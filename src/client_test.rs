use super::*;
use crate::error::TransportError;
use crate::request::{CACHE_BUSTER_PARAM, Method, NONCE_HEADER};
use std::collections::VecDeque;
use std::sync::Mutex;

const ROOT: &str = "https://example.test/wp-json/";
const NONCE: &str = "nonce-1";

// =========================================================================
// RecordingTransport
// =========================================================================

#[derive(Default)]
struct RecordingTransport {
    requests: Mutex<Vec<ApiRequest>>,
    responses: Mutex<VecDeque<Result<RawResponse, TransportError>>>,
}

impl RecordingTransport {
    fn with_responses(responses: Vec<Result<RawResponse, TransportError>>) -> Self {
        Self { requests: Mutex::new(Vec::new()), responses: Mutex::new(responses.into()) }
    }

    fn requests(&self) -> Vec<ApiRequest> {
        self.requests.lock().unwrap().clone()
    }

    fn last(&self) -> ApiRequest {
        self.requests.lock().unwrap().last().cloned().expect("no request recorded")
    }
}

#[async_trait::async_trait]
impl Transport for RecordingTransport {
    async fn send(&self, request: ApiRequest) -> Result<RawResponse, TransportError> {
        self.requests.lock().unwrap().push(request);
        self.responses
            .lock()
            .unwrap()
            .pop_front()
            .unwrap_or_else(|| Ok(RawResponse::new(200, "{}")))
    }
}

fn client() -> RestApiClient<RecordingTransport> {
    RestApiClient::new(RecordingTransport::default(), ClientConfig::new(ROOT, NONCE))
}

fn client_with(responses: Vec<Result<RawResponse, TransportError>>) -> RestApiClient<RecordingTransport> {
    RestApiClient::new(RecordingTransport::with_responses(responses), ClientConfig::new(ROOT, NONCE))
}

fn url_without_cache_buster(url: &str) -> String {
    let (path, query) = url.split_once('?').expect("GET url has a query");
    let kept: Vec<&str> = query
        .split('&')
        .filter(|pair| !pair.starts_with(&format!("{CACHE_BUSTER_PARAM}=")))
        .collect();
    if kept.is_empty() { path.to_owned() } else { format!("{path}?{}", kept.join("&")) }
}

fn body_json(request: &ApiRequest) -> Value {
    serde_json::from_str(request.body.as_deref().expect("request has a body")).unwrap()
}

// =========================================================================
// Request construction
// =========================================================================

#[tokio::test]
async fn get_operations_hit_expected_paths() {
    let api = client();
    api.fetch_site_connection_status().await.unwrap();
    api.fetch_user_connection_data().await.unwrap();
    api.fetch_connect_url().await.unwrap();
    api.fetch_modules().await.unwrap();
    api.fetch_module("stats").await.unwrap();
    api.get_protect_count().await.unwrap();
    api.get_vault_press_data().await.unwrap();
    api.get_akismet_data().await.unwrap();
    api.check_akismet_key().await.unwrap();
    api.get_plugin_updates().await.unwrap();
    api.fetch_settings().await.unwrap();
    api.fetch_plugins_data().await.unwrap();

    let paths: Vec<String> = api
        .transport()
        .requests()
        .iter()
        .map(|r| {
            assert_eq!(r.method, Method::Get);
            assert!(r.body.is_none());
            url_without_cache_buster(&r.url).trim_start_matches(ROOT).to_owned()
        })
        .collect();
    assert_eq!(
        paths,
        vec![
            "jetpack/v4/connection",
            "jetpack/v4/connection/data",
            "jetpack/v4/connection/url",
            "jetpack/v4/module/all",
            "jetpack/v4/module/stats",
            "jetpack/v4/module/protect/data",
            "jetpack/v4/module/vaultpress/data",
            "jetpack/v4/module/akismet/data",
            "jetpack/v4/module/akismet/key/check",
            "jetpack/v4/updates/plugins",
            "jetpack/v4/settings",
            "jetpack/v4/plugins",
        ]
    );
}

#[tokio::test]
async fn get_requests_carry_cache_buster_and_nonce() {
    let api = client();
    api.fetch_settings().await.unwrap();
    let req = api.transport().last();
    let (_, query) = req.url.split_once('?').unwrap();
    let stamp = query
        .strip_prefix("_cacheBuster=")
        .expect("cache buster is the only param");
    assert!(stamp.parse::<u64>().is_ok());
    assert_eq!(req.header(NONCE_HEADER), Some(NONCE));
    assert_eq!(req.header("content-type"), None);
}

#[tokio::test]
async fn fetch_stats_data_appends_range_before_cache_buster() {
    let api = client();
    api.fetch_stats_data("day").await.unwrap();
    let req = api.transport().last();
    assert!(req.url.starts_with("https://example.test/wp-json/jetpack/v4/module/stats/data?range=day&_cacheBuster="));
    assert_eq!(url_without_cache_buster(&req.url), format!("{ROOT}jetpack/v4/module/stats/data?range=day"));
}

#[tokio::test]
async fn post_operations_send_expected_bodies() {
    let api = client();
    api.disconnect_site().await.unwrap();
    api.unlink_user().await.unwrap();
    api.activate_module("protect").await.unwrap();
    api.deactivate_module("protect").await.unwrap();
    api.update_module_options("sharedaddy", &json!({ "show": ["post"] })).await.unwrap();
    api.update_settings(&json!({ "carousel": true, "lazy-images": false })).await.unwrap();
    api.reset_options("options").await.unwrap();
    api.check_akismet_key_typed("abc123").await.unwrap();
    api.update_setting(&json!({ "infinite-scroll": true })).await.unwrap();
    api.dismiss_jetpack_notice("feedback_dash_request").await.unwrap();

    let seen: Vec<(String, Value)> = api
        .transport()
        .requests()
        .iter()
        .map(|r| {
            assert_eq!(r.method, Method::Post);
            assert_eq!(r.header("Content-type"), Some("application/json"));
            assert_eq!(r.header(NONCE_HEADER), Some(NONCE));
            assert!(!r.url.contains(CACHE_BUSTER_PARAM));
            (r.url.trim_start_matches(ROOT).to_owned(), body_json(r))
        })
        .collect();

    let expected = vec![
        ("jetpack/v4/connection", json!({ "isActive": false })),
        ("jetpack/v4/connection/user", json!({ "linked": false })),
        ("jetpack/v4/module/protect/active", json!({ "active": true })),
        ("jetpack/v4/module/protect/active", json!({ "active": false })),
        ("jetpack/v4/module/sharedaddy", json!({ "show": ["post"] })),
        ("jetpack/v4/settings", json!({ "carousel": true, "lazy-images": false })),
        ("jetpack/v4/options/options", json!({ "reset": true })),
        ("jetpack/v4/module/akismet/key/check", json!({ "api_key": "abc123" })),
        ("jetpack/v4/settings", json!({ "infinite-scroll": true })),
        ("jetpack/v4/notice/feedback_dash_request", json!({ "dismissed": true })),
    ];
    let expected: Vec<(String, Value)> = expected.into_iter().map(|(p, b)| (p.to_owned(), b)).collect();
    assert_eq!(seen, expected);
}

#[tokio::test]
async fn jump_start_maps_tokens_to_active_flag() {
    let api = client();
    api.jump_start("activate").await.unwrap();
    api.jump_start("deactivate").await.unwrap();
    api.jump_start("nope").await.unwrap();

    let bodies: Vec<String> = api
        .transport()
        .requests()
        .into_iter()
        .map(|r| {
            assert_eq!(r.url, format!("{ROOT}jetpack/v4/jumpstart"));
            r.body.unwrap()
        })
        .collect();
    assert_eq!(bodies, vec![r#"{"active":true}"#, r#"{"active":false}"#, "{}"]);
}

// =========================================================================
// Configuration
// =========================================================================

#[tokio::test]
async fn configure_replaces_root_and_nonce_for_later_calls() {
    let mut api = client();
    api.fetch_modules().await.unwrap();
    api.configure("https://other.test/api/", "nonce-2");
    api.fetch_modules().await.unwrap();
    api.activate_module("stats").await.unwrap();

    let requests = api.transport().requests();
    assert!(requests[0].url.starts_with(ROOT));
    for req in &requests[1..] {
        assert!(req.url.starts_with("https://other.test/api/jetpack/v4/"));
        assert_eq!(req.header(NONCE_HEADER), Some("nonce-2"));
        assert!(!req.url.contains("example.test"));
    }
    assert_eq!(api.config(), &ClientConfig::new("https://other.test/api/", "nonce-2"));
}

#[tokio::test]
async fn set_api_root_and_nonce_change_one_field_each() {
    let mut api = client();
    api.set_api_root("/wp-json/");
    assert_eq!(api.config().nonce, NONCE);
    api.set_api_nonce("fresh");
    assert_eq!(api.config().api_root, "/wp-json/");

    api.fetch_plugins_data().await.unwrap();
    let req = api.transport().last();
    assert!(req.url.starts_with("/wp-json/jetpack/v4/plugins?"));
    assert_eq!(req.header(NONCE_HEADER), Some("fresh"));
}

// =========================================================================
// Response handling
// =========================================================================

#[tokio::test]
async fn success_resolves_to_body_unchanged() {
    let body = r#"[{"module":"stats","active":true},{"module":"protect","active":false}]"#;
    let api = client_with(vec![Ok(RawResponse::new(200, body))]);
    let value = api.fetch_modules().await.unwrap();
    assert_eq!(value, serde_json::from_str::<Value>(body).unwrap());
}

#[tokio::test]
async fn site_endpoints_decode_data_field() {
    let api = client_with(vec![
        Ok(RawResponse::new(200, r#"{"code":"success","data":"{\"plan\":{\"product_slug\":\"jetpack_free\"}}"}"#)),
        Ok(RawResponse::new(200, r#"{"code":"success","data":"{\"active\":[\"akismet\"]}"}"#)),
    ]);
    let site = api.fetch_site_data().await.unwrap();
    assert_eq!(site, json!({ "plan": { "product_slug": "jetpack_free" } }));
    let features = api.fetch_site_features().await.unwrap();
    assert_eq!(features, json!({ "active": ["akismet"] }));

    let urls: Vec<String> = api.transport().requests().iter().map(|r| url_without_cache_buster(&r.url)).collect();
    assert_eq!(urls, vec![format!("{ROOT}jetpack/v4/site"), format!("{ROOT}jetpack/v4/site/features")]);
}

#[tokio::test]
async fn site_data_with_undecodable_data_is_encoded_data_error() {
    let api = client_with(vec![Ok(RawResponse::new(200, r#"{"data":"not json"}"#))]);
    let err = api.fetch_site_data().await.unwrap_err();
    assert!(matches!(err, ApiError::EncodedData(_)));
}

#[tokio::test]
async fn not_found_is_api_error_with_server_message() {
    let api = client_with(vec![Ok(RawResponse::new(404, r#"{"message":"not found"}"#))]);
    let err = api.fetch_module("nope").await.unwrap_err();
    assert_eq!(err.to_string(), "not found");
    assert_eq!(err.status(), Some(404));
    assert_eq!(err.body(), Some(&json!({ "message": "not found" })));
}

#[tokio::test]
async fn invalid_json_success_body_is_parse_error() {
    let api = client_with(vec![Ok(RawResponse::new(200, "not-json"))]);
    let err = api.fetch_settings().await.unwrap_err();
    assert!(matches!(err, ApiError::ResponseParse { .. }));
    assert!(err.to_string().starts_with("Couldn't understand Jetpack's REST API response"));
}

#[tokio::test]
async fn invalid_json_error_body_is_parse_error_not_api_error() {
    let api = client_with(vec![Ok(RawResponse::new(500, "Internal Server Error"))]);
    let err = api.deactivate_module("stats").await.unwrap_err();
    assert!(matches!(err, ApiError::ResponseParse { .. }));
}

#[tokio::test]
async fn transport_failure_is_network_error() {
    let api = client_with(vec![Err(TransportError::Request("dns failure".to_owned()))]);
    let err = api.fetch_site_connection_status().await.unwrap_err();
    assert!(err.is_network());
    assert!(matches!(err, ApiError::Network(TransportError::Request(ref m)) if m == "dns failure"));
}

#[tokio::test]
async fn concurrent_calls_each_issue_one_request() {
    let api = client();
    let (modules, settings) = tokio::join!(api.fetch_modules(), api.fetch_settings());
    assert!(modules.is_ok());
    assert!(settings.is_ok());
    assert_eq!(api.transport().requests().len(), 2);
}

..........

The task:
Looking at the data above, show all lines where the word "impl" occurs.

Task response:
impl RecordingTransport {
impl Transport for RecordingTransport {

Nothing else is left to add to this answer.